King Charles I at his trial


A Widow


King Charles was executed by decree of Parliament in 1649; his
death left Henrietta Maria almost destitute and in shock, a situation
not helped by the French civil war of the Fronde.

Henrietta Maria increasingly focused on her faith and on her children,
especially Henrietta (whom she called "Minette"), James and Henry.

Henrietta Maria attempted to convert both James and Henry to
Catholicism, her attempts with Henry angering both Royalists
in exile and Charles II. Henriette, however, was brought up a
Catholic.



Return to England


Henrietta Maria returned to England following the Restoration in
October 1660 along with her daughter Henrietta. She did not
return to much public acclaim.

Henrietta Maria's return was partially prompted by a liaison between
her second son, James, Duke of York, and Anne Hyde, the daughter of
Edward Hyde, Charles II's chief minister. Anne was pregnant, and
James had proposed marrying her. Henrietta Maria was horrified;
she still disliked Edward Hyde, did not approve of the pregnant
Anne, and certainly did not want the courtier's daughter to marry
her son. However, Charles II agreed and despite her efforts the
couple were married.

That same September, Henrietta's third son, Henry Stuart, Duke of Gloucester,
died of smallpox in London at age 20. He had accompanied his brother
King Charles II to England in May and had participated in the King's
triumphal progress through London. More death was to follow:
on Christmas Eve, Henrietta's elder daughter Mary also died of smallpox
in London, leaving behind a 10-year-old son, the future
William III of England.

In 1661, Henrietta Maria returned to France and arranged for her
youngest daughter, Henrietta, to marry her first cousin,
Philippe I, Duke of Orléans, the only brother of Louis XIV. 

After her daughter's wedding, Henrietta Maria returned to
England in 1662 accompanied by her son Charles II and her
nephew Prince Rupert. She had intended to remain in England
for the rest of her life, but by 1665 was suffering badly from bronchitis,
which she blamed on the damp British weather. Henrietta Maria
travelled back to France the same year, taking residence at the
Hôtel de la Bazinière, the present Hôtel de Chimay in Paris. 
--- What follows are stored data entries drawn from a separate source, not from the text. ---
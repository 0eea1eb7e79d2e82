//! Per-stream state machine.
//!
//! `StreamState` transitions are total, pure functions: every arm either
//! names the next state or is `unreachable!()`'d as genuinely impossible, so
//! they can be unit-tested without a dispatcher or a transport.
//
// SPDX-License-Identifier: Apache-2.0 OR GPL-3.0-or-later

use crate::config::STREAM_EVENT_BUFFER;
use crate::frame::Frame;
use crate::transport::Outbound;
use bytes::Bytes;
use parking_lot::Mutex;
use std::sync::Arc;
use thiserror::Error;
use tokio::sync::mpsc;
use tracing::trace;

/// Errors returned synchronously by [`Stream`] operations. These never
/// poison the parent socket.
#[derive(Debug, Error, PartialEq, Eq)]
pub enum Error {
    #[error("stream is closed")]
    Closed,
}

/// Observable state of one logical stream, mirroring the four states named
/// in the spec.
#[derive(Debug, Clone, Copy, PartialEq, Eq)]
pub enum StreamState {
    Open,
    Closing,
    CloseWait,
    Closed,
}

/// A notification delivered to the stream's owner, in enqueue order.
#[derive(Debug, Clone, PartialEq, Eq)]
pub enum StreamEvent {
    Data(Bytes),
    Closed,
    Error(u32, String),
}

/// What the caller of a transition must do as a result of it.
#[derive(Debug, PartialEq, Eq)]
pub(crate) enum Action {
    /// Emit a stream-close frame.
    EmitClose,
    /// Emit a stream-reset frame with this code/message.
    EmitReset(u32, String),
    /// Emit nothing.
    None,
}

impl StreamState {
    /// `send()`: valid in `Open`/`CloseWait`; no-op otherwise.
    pub(crate) fn on_send(self) -> bool {
        matches!(self, Self::Open | Self::CloseWait)
    }

    /// `close()`: user-initiated half/full close.
    pub(crate) fn on_close(self) -> (Self, Action) {
        match self {
            Self::Open => (Self::Closing, Action::EmitClose),
            Self::CloseWait => (Self::Closed, Action::EmitClose),
            Self::Closing | Self::Closed => (self, Action::None),
        }
    }

    /// `error()`: user-initiated abrupt reset.
    pub(crate) fn on_error(self, code: u32, msg: String) -> (Self, Action) {
        match self {
            Self::Open | Self::CloseWait => (Self::Closed, Action::EmitReset(code, msg)),
            Self::Closing => (Self::Closed, Action::None),
            Self::Closed => (self, Action::None),
        }
    }

    /// Ingress: peer sent a stream-close frame. Returns the new state and
    /// whether the entry is now removable from the socket's stream table.
    pub(crate) fn on_stream_close(self) -> (Self, bool) {
        match self {
            Self::Open => (Self::CloseWait, false),
            Self::Closing => (Self::Closed, true),
            Self::CloseWait => (Self::CloseWait, false),
            Self::Closed => (Self::Closed, true),
        }
    }

    /// Ingress: peer sent a stream-reset, or the socket is tearing every
    /// stream down. Always removable afterwards.
    pub(crate) fn on_stream_error(self) -> Self {
        Self::Closed
    }

    pub(crate) fn accepts_data(self) -> bool {
        matches!(self, Self::Open | Self::Closing)
    }
}

/// Shared between the `Stream` handle the user holds and the slot kept in
/// the socket's stream table, so both sides observe the same transitions.
#[derive(Debug)]
pub(crate) struct StreamShared {
    pub state: Mutex<StreamState>,
    pub events: mpsc::Sender<StreamEvent>,
}

impl StreamShared {
    pub(crate) fn new() -> (Arc<Self>, mpsc::Receiver<StreamEvent>) {
        let (tx, rx) = mpsc::channel(STREAM_EVENT_BUFFER);
        (
            Arc::new(Self {
                state: Mutex::new(StreamState::Open),
                events: tx,
            }),
            rx,
        )
    }

    /// Deliver an incoming data payload, if the state accepts it.
    pub(crate) async fn on_stream_data(&self, payload: Bytes) {
        let accepts = self.state.lock().accepts_data();
        if accepts {
            self.events.send(StreamEvent::Data(payload)).await.ok();
        }
    }

    /// Deliver an incoming stream-close. Returns whether the slot is now
    /// removable from the socket's table.
    pub(crate) async fn on_stream_close(&self) -> bool {
        let (next, removable) = {
            let mut state = self.state.lock();
            let (next, removable) = state.on_stream_close();
            *state = next;
            (next, removable)
        };
        if matches!(next, StreamState::CloseWait | StreamState::Closed) {
            self.events.send(StreamEvent::Closed).await.ok();
        }
        removable
    }

    /// Deliver an incoming stream-reset, or an abrupt socket-wide teardown.
    pub(crate) async fn on_stream_error(&self, code: u32, msg: String) {
        let was_closed = {
            let mut state = self.state.lock();
            let was_closed = *state == StreamState::Closed;
            *state = state.on_stream_error();
            was_closed
        };
        if !was_closed {
            self.events.send(StreamEvent::Error(code, msg)).await.ok();
        }
    }
}

/// A user-facing handle to one multiplexed, bidirectional logical stream.
#[derive(Debug)]
pub struct Stream {
    stream_id: u32,
    shared: Arc<StreamShared>,
    events: mpsc::Receiver<StreamEvent>,
    frame_tx: mpsc::UnboundedSender<Outbound>,
}

impl Stream {
    pub(crate) fn new(
        stream_id: u32,
        shared: Arc<StreamShared>,
        events: mpsc::Receiver<StreamEvent>,
        frame_tx: mpsc::UnboundedSender<Outbound>,
    ) -> Self {
        Self {
            stream_id,
            shared,
            events,
            frame_tx,
        }
    }

    /// The id this stream was assigned: odd if we opened it, even if the
    /// peer did.
    #[must_use]
    pub fn id(&self) -> u32 {
        self.stream_id
    }

    /// Current state, as last observed by this handle.
    #[must_use]
    pub fn state(&self) -> StreamState {
        *self.shared.state.lock()
    }

    /// Enqueue a stream-data frame. A no-op once the stream is closing or
    /// closed, matching the at-most-once write-side-close semantics.
    pub fn send(&self, payload: Bytes) {
        if self.shared.state.lock().on_send() {
            self.frame_tx
                .send(Outbound::Frame(Frame::Data {
                    stream_id: self.stream_id,
                    payload,
                }))
                .ok();
        }
    }

    /// Await the next data/close/error notification. Returns `None` once the
    /// event channel is drained and the dispatcher has dropped its sender.
    pub async fn recv(&mut self) -> Option<StreamEvent> {
        self.events.recv().await
    }

    /// Half- or fully-close our send side, per §4.2.
    pub fn close(&self) {
        let (next, action) = {
            let mut state = self.shared.state.lock();
            let (next, action) = state.on_close();
            *state = next;
            (next, action)
        };
        trace!(stream_id = self.stream_id, ?next, "local close");
        if action == Action::EmitClose {
            self.frame_tx
                .send(Outbound::Frame(Frame::Close {
                    stream_id: self.stream_id,
                }))
                .ok();
        }
    }

    /// Abort the stream with a stream-reset frame, per §4.2.
    pub fn error(&self, code: u32, msg: impl Into<String>) {
        let msg = msg.into();
        let (next, action) = {
            let mut state = self.shared.state.lock();
            let (next, action) = state.on_error(code, msg.clone());
            *state = next;
            (next, action)
        };
        trace!(stream_id = self.stream_id, ?next, "local error");
        if let Action::EmitReset(code, msg) = action {
            self.frame_tx
                .send(Outbound::Frame(Frame::Reset {
                    stream_id: self.stream_id,
                    error_code: code,
                    message: msg,
                }))
                .ok();
        }
    }
}

#[cfg(test)]
mod tests {
    use super::*;
    use crate::dupe::Dupe;

    #[test]
    fn send_allowed_in_open_and_closewait_only() {
        assert!(StreamState::Open.on_send());
        assert!(StreamState::CloseWait.on_send());
        assert!(!StreamState::Closing.on_send());
        assert!(!StreamState::Closed.on_send());
    }

    #[test]
    fn close_from_open_emits_close_and_goes_closing() {
        assert_eq!(
            StreamState::Open.on_close(),
            (StreamState::Closing, Action::EmitClose)
        );
    }

    #[test]
    fn close_from_closewait_emits_close_and_goes_closed() {
        assert_eq!(
            StreamState::CloseWait.on_close(),
            (StreamState::Closed, Action::EmitClose)
        );
    }

    #[test]
    fn close_idempotent_in_closing_and_closed() {
        assert_eq!(
            StreamState::Closing.on_close(),
            (StreamState::Closing, Action::None)
        );
        assert_eq!(
            StreamState::Closed.on_close(),
            (StreamState::Closed, Action::None)
        );
    }

    #[test]
    fn error_from_open_or_closewait_emits_reset() {
        assert_eq!(
            StreamState::Open.on_error(42, "bye".into()),
            (StreamState::Closed, Action::EmitReset(42, "bye".into()))
        );
        assert_eq!(
            StreamState::CloseWait.on_error(1, "x".into()),
            (StreamState::Closed, Action::EmitReset(1, "x".into()))
        );
    }

    #[test]
    fn error_from_closing_is_silent() {
        assert_eq!(
            StreamState::Closing.on_error(1, "x".into()),
            (StreamState::Closed, Action::None)
        );
    }

    #[test]
    fn error_from_closed_is_noop() {
        assert_eq!(
            StreamState::Closed.on_error(1, "x".into()),
            (StreamState::Closed, Action::None)
        );
    }

    #[test]
    fn on_stream_close_half_closes_then_fully_closes() {
        assert_eq!(
            StreamState::Open.on_stream_close(),
            (StreamState::CloseWait, false)
        );
        assert_eq!(
            StreamState::Closing.on_stream_close(),
            (StreamState::Closed, true)
        );
        assert_eq!(
            StreamState::CloseWait.on_stream_close(),
            (StreamState::CloseWait, false)
        );
        assert_eq!(
            StreamState::Closed.on_stream_close(),
            (StreamState::Closed, true)
        );
    }

    #[test]
    fn accepts_data_only_open_and_closing() {
        assert!(StreamState::Open.accepts_data());
        assert!(StreamState::Closing.accepts_data());
        assert!(!StreamState::CloseWait.accepts_data());
        assert!(!StreamState::Closed.accepts_data());
    }

    #[tokio::test]
    async fn half_close_scenario() {
        let (shared, events) = StreamShared::new();
        let (frame_tx, mut frame_rx) = mpsc::unbounded_channel();
        let mut stream = Stream::new(3, shared.dupe(), events, frame_tx);
        // Peer closes their send side.
        assert!(!shared.on_stream_close().await);
        assert_eq!(stream.recv().await, Some(StreamEvent::Closed));
        assert_eq!(stream.state(), StreamState::CloseWait);
        // We can still send.
        stream.send(Bytes::from_static(b"x"));
        assert!(matches!(
            frame_rx.recv().await,
            Some(Outbound::Frame(Frame::Data { .. }))
        ));
        // Our close finishes the handshake and is removable.
        stream.close();
        assert!(matches!(
            frame_rx.recv().await,
            Some(Outbound::Frame(Frame::Close { .. }))
        ));
        assert_eq!(stream.state(), StreamState::Closed);
    }
}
In August 1669, she saw the birth of her granddaughter
Anne Marie d'Orléans; Anne Marie was the maternal
grandmother of Louis XV, making Henrietta Maria an ancestor
of most of today's European royal families.

Death

 
Shortly afterwards, she died at the château de Colombes, near Paris, having
taken an excessive quantity of opiates as a painkiller on the advice of
Louis XIV's doctor, Antoine Vallot. She was buried in the French royal
necropolis at the Basilica of St Denis, with her heart being placed in a
silver casket and buried at her convent in Chaillot.

Book

👉 Do check the book My Queen, My Love: A novel about Henrietta Maria
written by Elena Maria Vidal. I read and reviewed this book via Booktasters.
Read my review on this link










Source pictures: Wikipedia


Comments

This was absolutely fascinating to read, I had not really heard of Henrietta Maria before so this was an interesting introduction to her life. Thanks for sharing!
Thank you so much for your nice comment! Though I knew the history, it was very interesting to re discover Henrietta Maria's life!